[Start of section]
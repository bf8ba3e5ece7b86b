use std::collections::BTreeSet;

use crate::{Book, BookId};

/// Default number of candidates fetched per session.
pub const DEFAULT_STACK_SIZE: usize = 15;
/// Default number of cards rendered as a stack.
pub const DEFAULT_WINDOW_SIZE: usize = 3;
/// Horizontal drag distance, in device-independent pixels, that commits a swipe.
pub const DEFAULT_DRAG_THRESHOLD: f32 = 100.0;

#[derive(Debug, Clone, Copy, PartialEq)]
pub struct SwipeSettings {
    pub stack_size: usize,
    pub window_size: usize,
    pub drag_threshold: f32,
}

impl Default for SwipeSettings {
    fn default() -> Self {
        Self {
            stack_size: DEFAULT_STACK_SIZE,
            window_size: DEFAULT_WINDOW_SIZE,
            drag_threshold: DEFAULT_DRAG_THRESHOLD,
        }
    }
}

#[derive(Debug, Clone, Copy, PartialEq, Eq, Hash)]
pub enum Direction {
    /// Pass.
    Left,
    /// Like.
    Right,
    SuperLike,
}

impl Direction {
    pub fn is_like(self) -> bool {
        matches!(self, Direction::Right | Direction::SuperLike)
    }
}

/// Maps a released drag to a decision. `None` means the gesture was cancelled
/// and the card snaps back.
pub fn classify_drag(offset_x: f32, threshold: f32) -> Option<Direction> {
    if offset_x > threshold {
        Some(Direction::Right)
    } else if offset_x < -threshold {
        Some(Direction::Left)
    } else {
        None
    }
}

#[derive(Debug, Clone, PartialEq)]
pub struct LikedBook {
    pub book: Book,
    pub super_liked: bool,
}

/// Outcome of a committed decision, handed back so callers can emit
/// notifications without re-reading the deck.
#[derive(Debug, Clone, PartialEq)]
pub struct Decision {
    pub book: Book,
    pub direction: Direction,
    /// False when the book was already in the liked list.
    pub newly_liked: bool,
}

/// Candidate list, genre filter, cursor and liked list of one discover session.
///
/// The filtered view is recomputed on every filter change; the cursor always
/// indexes into it and stays within `0..=filtered.len()`.
#[derive(Debug, Clone, Default, PartialEq)]
pub struct SwipeDeck {
    candidates: Vec<Book>,
    selected_genres: BTreeSet<String>,
    filtered: Vec<usize>,
    cursor: usize,
    liked: Vec<LikedBook>,
}

impl SwipeDeck {
    pub fn new() -> Self {
        Self::default()
    }

    pub fn initialize(&mut self, candidates: Vec<Book>) {
        self.candidates = candidates;
        self.selected_genres.clear();
        self.liked.clear();
        self.refilter();
    }

    pub fn toggle_genre(&mut self, genre: &str) {
        if !self.selected_genres.remove(genre) {
            self.selected_genres.insert(genre.to_owned());
        }
        self.refilter();
    }

    pub fn clear_genres(&mut self) {
        self.selected_genres.clear();
        self.refilter();
    }

    /// Up to `size` upcoming books, starting at the cursor.
    pub fn current_window(&self, size: usize) -> Vec<&Book> {
        self.filtered
            .iter()
            .skip(self.cursor)
            .take(size)
            .map(|&index| &self.candidates[index])
            .collect()
    }

    pub fn current(&self) -> Option<&Book> {
        self.filtered
            .get(self.cursor)
            .map(|&index| &self.candidates[index])
    }

    /// Applies `direction` to the book under the cursor. Returns `None` when
    /// the deck is exhausted.
    pub fn decide(&mut self, direction: Direction) -> Option<Decision> {
        let book = self.current()?.clone();
        self.cursor += 1;

        let mut newly_liked = false;
        if direction.is_like() {
            let super_liked = direction == Direction::SuperLike;
            match self.liked.iter_mut().find(|entry| entry.book.id == book.id) {
                Some(existing) => existing.super_liked |= super_liked,
                None => {
                    self.liked.push(LikedBook {
                        book: book.clone(),
                        super_liked,
                    });
                    newly_liked = true;
                }
            }
        }

        Some(Decision {
            book,
            direction,
            newly_liked,
        })
    }

    /// Like [`SwipeDeck::decide`], but only when `book_id` is the book under
    /// the cursor.
    pub fn decide_on(&mut self, book_id: BookId, direction: Direction) -> Option<Decision> {
        if self.current()?.id != book_id {
            return None;
        }
        self.decide(direction)
    }

    pub fn is_exhausted(&self) -> bool {
        self.cursor >= self.filtered.len()
    }

    pub fn cursor(&self) -> usize {
        self.cursor
    }

    pub fn candidates(&self) -> &[Book] {
        &self.candidates
    }

    pub fn filtered(&self) -> Vec<&Book> {
        self.filtered
            .iter()
            .map(|&index| &self.candidates[index])
            .collect()
    }

    pub fn filtered_len(&self) -> usize {
        self.filtered.len()
    }

    pub fn selected_genres(&self) -> &BTreeSet<String> {
        &self.selected_genres
    }

    pub fn liked(&self) -> &[LikedBook] {
        &self.liked
    }

    // Filter changes reshow the whole filtered view from the top, including
    // books already decided under the previous filter.
    fn refilter(&mut self) {
        let genres = &self.selected_genres;
        self.filtered = self
            .candidates
            .iter()
            .enumerate()
            .filter(|(_, book)| genres.is_empty() || book.genres.iter().any(|g| genres.contains(g)))
            .map(|(index, _)| index)
            .collect();
        self.cursor = 0;
    }
}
[End of section]
The reply should be nothing but the number of lines in the entries that include "Some".

:: ANSWER TO THIS PROBLEM ::
4